Exercise description —
Provide the entries once more, identical in every word.

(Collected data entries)
+++

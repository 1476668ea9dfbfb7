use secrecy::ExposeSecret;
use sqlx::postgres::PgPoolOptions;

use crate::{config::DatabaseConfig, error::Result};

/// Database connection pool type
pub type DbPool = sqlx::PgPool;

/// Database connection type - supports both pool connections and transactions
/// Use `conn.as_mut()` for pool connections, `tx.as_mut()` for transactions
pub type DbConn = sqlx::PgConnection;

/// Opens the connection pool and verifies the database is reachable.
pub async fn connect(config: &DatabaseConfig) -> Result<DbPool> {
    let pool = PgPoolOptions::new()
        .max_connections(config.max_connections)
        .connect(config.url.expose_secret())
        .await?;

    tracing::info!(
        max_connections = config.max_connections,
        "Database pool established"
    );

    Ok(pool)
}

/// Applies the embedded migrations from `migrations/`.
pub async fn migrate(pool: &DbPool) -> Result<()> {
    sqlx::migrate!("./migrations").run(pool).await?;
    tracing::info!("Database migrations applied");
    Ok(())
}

+++

Solution below —
repository 1476668ea9dfbfb7
use secrecy::ExposeSecret;
use sqlx::postgres::PgPoolOptions;

use crate::{config::DatabaseConfig, error::Result};

/// Database connection pool type
pub type DbPool = sqlx::PgPool;

/// Database connection type - supports both pool connections and transactions
/// Use `conn.as_mut()` for pool connections, `tx.as_mut()` for transactions
pub type DbConn = sqlx::PgConnection;

/// Opens the connection pool and verifies the database is reachable.
pub async fn connect(config: &DatabaseConfig) -> Result<DbPool> {
    let pool = PgPoolOptions::new()
        .max_connections(config.max_connections)
        .connect(config.url.expose_secret())
        .await?;

    tracing::info!(
        max_connections = config.max_connections,
        "Database pool established"
    );

    Ok(pool)
}

/// Applies the embedded migrations from `migrations/`.
pub async fn migrate(pool: &DbPool) -> Result<()> {
    sqlx::migrate!("./migrations").run(pool).await?;
    tracing::info!("Database migrations applied");
    Ok(())
}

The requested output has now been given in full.